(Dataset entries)
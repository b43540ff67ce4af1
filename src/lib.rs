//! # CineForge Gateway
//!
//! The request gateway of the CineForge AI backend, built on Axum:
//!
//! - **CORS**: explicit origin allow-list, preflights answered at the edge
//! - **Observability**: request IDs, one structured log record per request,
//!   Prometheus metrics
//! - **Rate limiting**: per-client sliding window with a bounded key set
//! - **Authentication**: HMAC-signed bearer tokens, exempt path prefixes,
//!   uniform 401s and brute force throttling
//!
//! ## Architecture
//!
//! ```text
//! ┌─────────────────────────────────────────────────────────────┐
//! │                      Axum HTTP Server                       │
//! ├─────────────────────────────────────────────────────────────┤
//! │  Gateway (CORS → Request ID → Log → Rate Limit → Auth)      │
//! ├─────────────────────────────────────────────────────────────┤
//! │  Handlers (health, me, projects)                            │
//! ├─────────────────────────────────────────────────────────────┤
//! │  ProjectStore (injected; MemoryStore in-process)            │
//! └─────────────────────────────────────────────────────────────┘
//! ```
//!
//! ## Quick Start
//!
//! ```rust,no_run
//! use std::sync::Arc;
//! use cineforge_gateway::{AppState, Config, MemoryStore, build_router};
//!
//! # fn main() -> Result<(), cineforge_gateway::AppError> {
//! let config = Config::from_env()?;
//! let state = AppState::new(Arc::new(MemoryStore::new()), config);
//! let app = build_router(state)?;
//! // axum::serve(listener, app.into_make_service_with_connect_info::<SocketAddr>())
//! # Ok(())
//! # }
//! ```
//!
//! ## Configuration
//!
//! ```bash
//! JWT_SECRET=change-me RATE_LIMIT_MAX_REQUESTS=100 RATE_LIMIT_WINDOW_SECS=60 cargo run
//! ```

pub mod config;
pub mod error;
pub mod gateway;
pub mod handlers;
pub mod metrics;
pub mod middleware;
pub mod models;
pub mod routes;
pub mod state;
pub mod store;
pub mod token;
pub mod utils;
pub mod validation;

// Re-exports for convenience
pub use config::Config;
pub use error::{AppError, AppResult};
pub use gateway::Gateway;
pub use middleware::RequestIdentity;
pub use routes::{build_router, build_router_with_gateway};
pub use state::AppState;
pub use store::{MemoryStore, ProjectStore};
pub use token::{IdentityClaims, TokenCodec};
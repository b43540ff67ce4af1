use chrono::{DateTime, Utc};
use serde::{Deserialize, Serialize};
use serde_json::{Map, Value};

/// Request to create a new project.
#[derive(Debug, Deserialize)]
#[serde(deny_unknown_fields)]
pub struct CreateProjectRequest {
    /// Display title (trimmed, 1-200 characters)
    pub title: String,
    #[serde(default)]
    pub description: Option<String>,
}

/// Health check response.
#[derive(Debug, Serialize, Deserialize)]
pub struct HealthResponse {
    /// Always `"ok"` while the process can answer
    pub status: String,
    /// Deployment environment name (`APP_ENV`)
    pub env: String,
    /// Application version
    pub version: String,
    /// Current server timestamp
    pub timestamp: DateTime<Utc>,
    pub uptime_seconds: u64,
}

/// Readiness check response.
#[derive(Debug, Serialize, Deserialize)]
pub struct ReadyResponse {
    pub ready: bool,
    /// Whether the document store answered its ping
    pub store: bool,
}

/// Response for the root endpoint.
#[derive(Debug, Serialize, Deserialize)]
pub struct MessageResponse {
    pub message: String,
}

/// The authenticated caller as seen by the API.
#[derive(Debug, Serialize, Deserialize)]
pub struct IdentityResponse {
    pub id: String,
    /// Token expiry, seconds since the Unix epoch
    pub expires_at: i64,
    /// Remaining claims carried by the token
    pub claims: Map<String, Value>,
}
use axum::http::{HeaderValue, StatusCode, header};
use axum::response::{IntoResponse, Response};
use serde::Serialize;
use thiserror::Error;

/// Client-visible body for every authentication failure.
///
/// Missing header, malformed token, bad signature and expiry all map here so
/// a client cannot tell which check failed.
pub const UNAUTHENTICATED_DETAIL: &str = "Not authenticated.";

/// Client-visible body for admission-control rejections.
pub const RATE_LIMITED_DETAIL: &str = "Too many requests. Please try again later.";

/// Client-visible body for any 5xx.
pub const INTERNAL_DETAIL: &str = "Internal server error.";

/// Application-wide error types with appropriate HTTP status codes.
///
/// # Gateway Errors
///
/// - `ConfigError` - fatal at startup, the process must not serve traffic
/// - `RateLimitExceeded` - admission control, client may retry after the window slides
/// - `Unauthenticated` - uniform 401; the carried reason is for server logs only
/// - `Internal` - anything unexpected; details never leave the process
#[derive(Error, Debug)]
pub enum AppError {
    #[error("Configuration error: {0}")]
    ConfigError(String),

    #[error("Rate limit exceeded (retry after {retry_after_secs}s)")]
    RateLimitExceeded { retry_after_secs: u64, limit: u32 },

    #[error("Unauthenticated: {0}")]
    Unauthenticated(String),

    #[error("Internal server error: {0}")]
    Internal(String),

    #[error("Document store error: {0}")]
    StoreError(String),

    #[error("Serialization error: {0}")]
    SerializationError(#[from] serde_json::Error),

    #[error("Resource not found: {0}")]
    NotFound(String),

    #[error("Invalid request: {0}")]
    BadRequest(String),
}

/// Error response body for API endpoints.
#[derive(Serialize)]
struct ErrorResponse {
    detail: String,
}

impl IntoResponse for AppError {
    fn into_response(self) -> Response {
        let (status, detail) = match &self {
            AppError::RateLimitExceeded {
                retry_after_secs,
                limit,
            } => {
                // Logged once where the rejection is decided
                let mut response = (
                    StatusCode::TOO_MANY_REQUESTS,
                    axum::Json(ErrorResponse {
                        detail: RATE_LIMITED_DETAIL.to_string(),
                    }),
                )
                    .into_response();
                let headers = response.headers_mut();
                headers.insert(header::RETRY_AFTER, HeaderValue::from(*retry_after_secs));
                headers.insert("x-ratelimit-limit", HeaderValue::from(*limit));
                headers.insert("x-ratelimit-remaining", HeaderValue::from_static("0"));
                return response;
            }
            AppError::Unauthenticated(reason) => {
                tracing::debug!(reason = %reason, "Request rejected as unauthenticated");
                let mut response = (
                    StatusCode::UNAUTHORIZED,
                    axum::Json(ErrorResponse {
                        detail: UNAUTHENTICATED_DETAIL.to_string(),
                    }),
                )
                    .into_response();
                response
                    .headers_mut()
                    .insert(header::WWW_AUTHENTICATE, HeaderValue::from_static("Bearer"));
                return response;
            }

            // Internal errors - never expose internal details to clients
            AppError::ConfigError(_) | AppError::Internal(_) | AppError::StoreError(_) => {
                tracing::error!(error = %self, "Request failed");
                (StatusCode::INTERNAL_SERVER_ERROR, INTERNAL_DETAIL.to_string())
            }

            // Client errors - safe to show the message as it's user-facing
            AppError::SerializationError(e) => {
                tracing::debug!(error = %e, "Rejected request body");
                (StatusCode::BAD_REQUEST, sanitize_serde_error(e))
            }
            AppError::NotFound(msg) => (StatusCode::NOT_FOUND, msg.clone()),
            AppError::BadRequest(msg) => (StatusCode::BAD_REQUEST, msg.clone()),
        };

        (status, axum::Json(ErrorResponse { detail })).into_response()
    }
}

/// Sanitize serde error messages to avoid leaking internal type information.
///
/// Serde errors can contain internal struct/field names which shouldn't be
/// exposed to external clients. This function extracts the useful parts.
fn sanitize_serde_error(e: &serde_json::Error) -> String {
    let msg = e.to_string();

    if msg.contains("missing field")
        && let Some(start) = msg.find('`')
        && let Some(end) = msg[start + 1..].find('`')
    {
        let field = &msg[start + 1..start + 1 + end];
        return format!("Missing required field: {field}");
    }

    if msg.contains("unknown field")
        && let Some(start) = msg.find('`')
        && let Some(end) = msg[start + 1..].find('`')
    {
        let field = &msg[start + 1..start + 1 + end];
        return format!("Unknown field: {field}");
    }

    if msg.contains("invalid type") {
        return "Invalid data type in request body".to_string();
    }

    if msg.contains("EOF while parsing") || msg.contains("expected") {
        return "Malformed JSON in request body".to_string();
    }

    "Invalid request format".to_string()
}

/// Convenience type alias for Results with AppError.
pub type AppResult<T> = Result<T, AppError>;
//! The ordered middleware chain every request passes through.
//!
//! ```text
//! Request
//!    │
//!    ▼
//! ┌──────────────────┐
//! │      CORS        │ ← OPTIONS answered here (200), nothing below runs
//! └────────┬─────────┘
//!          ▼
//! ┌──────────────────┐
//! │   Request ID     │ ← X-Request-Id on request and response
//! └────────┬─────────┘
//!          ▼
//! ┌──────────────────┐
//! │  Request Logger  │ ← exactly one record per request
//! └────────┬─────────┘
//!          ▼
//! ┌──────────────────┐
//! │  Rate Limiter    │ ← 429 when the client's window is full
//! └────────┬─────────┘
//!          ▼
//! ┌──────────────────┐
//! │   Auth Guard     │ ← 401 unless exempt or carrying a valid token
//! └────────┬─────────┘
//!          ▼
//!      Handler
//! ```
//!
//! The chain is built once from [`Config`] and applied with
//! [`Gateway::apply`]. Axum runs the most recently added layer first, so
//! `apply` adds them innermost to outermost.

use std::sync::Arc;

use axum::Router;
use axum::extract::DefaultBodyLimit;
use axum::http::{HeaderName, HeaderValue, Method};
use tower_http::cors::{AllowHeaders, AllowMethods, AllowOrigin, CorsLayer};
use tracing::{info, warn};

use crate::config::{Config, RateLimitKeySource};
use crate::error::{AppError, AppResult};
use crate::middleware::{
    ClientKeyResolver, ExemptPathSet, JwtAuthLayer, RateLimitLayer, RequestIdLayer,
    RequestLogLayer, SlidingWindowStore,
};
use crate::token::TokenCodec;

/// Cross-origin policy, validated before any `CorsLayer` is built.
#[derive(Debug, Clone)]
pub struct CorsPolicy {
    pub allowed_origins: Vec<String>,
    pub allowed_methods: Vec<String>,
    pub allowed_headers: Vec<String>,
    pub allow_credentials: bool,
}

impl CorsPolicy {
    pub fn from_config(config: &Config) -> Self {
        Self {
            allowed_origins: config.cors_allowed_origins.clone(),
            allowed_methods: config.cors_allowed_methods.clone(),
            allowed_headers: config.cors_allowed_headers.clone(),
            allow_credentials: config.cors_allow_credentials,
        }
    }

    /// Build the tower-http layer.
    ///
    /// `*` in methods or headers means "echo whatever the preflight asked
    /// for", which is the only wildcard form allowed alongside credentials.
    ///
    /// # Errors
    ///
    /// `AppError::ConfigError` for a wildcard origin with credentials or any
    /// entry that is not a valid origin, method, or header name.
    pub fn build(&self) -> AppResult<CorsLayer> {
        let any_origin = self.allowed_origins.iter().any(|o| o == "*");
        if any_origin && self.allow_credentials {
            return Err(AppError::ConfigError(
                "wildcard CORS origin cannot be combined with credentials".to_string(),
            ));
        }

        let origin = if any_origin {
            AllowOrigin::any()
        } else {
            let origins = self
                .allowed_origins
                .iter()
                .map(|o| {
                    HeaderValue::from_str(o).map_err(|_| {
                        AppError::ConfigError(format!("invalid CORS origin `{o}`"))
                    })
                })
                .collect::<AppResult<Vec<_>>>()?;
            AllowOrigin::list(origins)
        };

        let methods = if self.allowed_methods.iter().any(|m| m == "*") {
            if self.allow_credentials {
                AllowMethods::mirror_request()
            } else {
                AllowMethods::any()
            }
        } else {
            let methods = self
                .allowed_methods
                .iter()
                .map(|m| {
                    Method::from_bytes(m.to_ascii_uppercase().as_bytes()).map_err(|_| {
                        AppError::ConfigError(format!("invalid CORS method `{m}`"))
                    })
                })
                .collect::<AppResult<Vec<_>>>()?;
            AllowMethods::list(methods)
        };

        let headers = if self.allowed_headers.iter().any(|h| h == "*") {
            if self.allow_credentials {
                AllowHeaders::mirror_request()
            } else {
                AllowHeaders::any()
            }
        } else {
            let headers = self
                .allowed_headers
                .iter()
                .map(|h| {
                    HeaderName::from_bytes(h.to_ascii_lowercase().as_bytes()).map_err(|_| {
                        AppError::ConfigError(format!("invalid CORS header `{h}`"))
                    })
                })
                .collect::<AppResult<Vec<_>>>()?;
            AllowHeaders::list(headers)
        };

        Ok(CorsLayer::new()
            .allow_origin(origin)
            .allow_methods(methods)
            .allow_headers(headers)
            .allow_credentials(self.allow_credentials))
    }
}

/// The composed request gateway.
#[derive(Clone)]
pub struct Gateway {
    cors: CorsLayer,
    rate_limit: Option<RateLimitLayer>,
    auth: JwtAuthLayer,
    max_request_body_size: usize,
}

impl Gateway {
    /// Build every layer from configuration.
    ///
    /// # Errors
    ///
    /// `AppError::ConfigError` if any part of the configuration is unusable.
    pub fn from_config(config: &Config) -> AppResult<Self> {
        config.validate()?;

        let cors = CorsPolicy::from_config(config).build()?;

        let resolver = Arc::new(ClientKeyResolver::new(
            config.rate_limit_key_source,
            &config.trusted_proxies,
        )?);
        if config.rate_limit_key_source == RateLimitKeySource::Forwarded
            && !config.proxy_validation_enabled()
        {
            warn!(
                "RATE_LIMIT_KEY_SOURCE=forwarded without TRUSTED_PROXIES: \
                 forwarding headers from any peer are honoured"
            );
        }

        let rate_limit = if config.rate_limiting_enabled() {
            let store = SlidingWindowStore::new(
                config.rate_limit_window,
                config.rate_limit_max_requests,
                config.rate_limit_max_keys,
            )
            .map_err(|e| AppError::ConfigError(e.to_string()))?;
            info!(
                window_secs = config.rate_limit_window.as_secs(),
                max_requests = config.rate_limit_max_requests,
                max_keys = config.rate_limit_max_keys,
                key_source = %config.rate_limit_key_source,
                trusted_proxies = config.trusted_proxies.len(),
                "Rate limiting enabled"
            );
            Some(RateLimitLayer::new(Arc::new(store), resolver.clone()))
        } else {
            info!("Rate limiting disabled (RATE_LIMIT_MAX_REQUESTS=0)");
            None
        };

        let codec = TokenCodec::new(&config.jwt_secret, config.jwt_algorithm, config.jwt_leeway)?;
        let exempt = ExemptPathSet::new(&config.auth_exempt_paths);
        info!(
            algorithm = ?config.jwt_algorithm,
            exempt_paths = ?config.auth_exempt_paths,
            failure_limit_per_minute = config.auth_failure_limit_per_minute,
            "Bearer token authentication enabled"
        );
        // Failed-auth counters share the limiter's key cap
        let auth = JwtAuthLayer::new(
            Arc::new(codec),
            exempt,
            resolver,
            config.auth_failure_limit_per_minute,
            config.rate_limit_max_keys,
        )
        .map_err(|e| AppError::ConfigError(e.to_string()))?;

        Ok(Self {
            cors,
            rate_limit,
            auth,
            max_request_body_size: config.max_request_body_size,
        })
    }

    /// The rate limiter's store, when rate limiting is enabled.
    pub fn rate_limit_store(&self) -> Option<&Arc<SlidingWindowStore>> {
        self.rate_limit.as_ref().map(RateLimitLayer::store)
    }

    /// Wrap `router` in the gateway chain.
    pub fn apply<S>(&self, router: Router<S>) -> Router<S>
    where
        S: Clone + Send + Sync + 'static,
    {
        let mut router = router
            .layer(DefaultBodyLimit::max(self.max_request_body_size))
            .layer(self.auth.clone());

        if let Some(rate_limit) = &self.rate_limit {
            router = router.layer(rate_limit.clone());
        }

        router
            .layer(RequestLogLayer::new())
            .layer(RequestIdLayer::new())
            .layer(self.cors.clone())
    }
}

• Problem to solve: All lines of the entries containing the string "every" must be shown in full.

• Exercise solution:
/// Client-visible body for every authentication failure.
//! The ordered middleware chain every request passes through.
    /// Build every layer from configuration.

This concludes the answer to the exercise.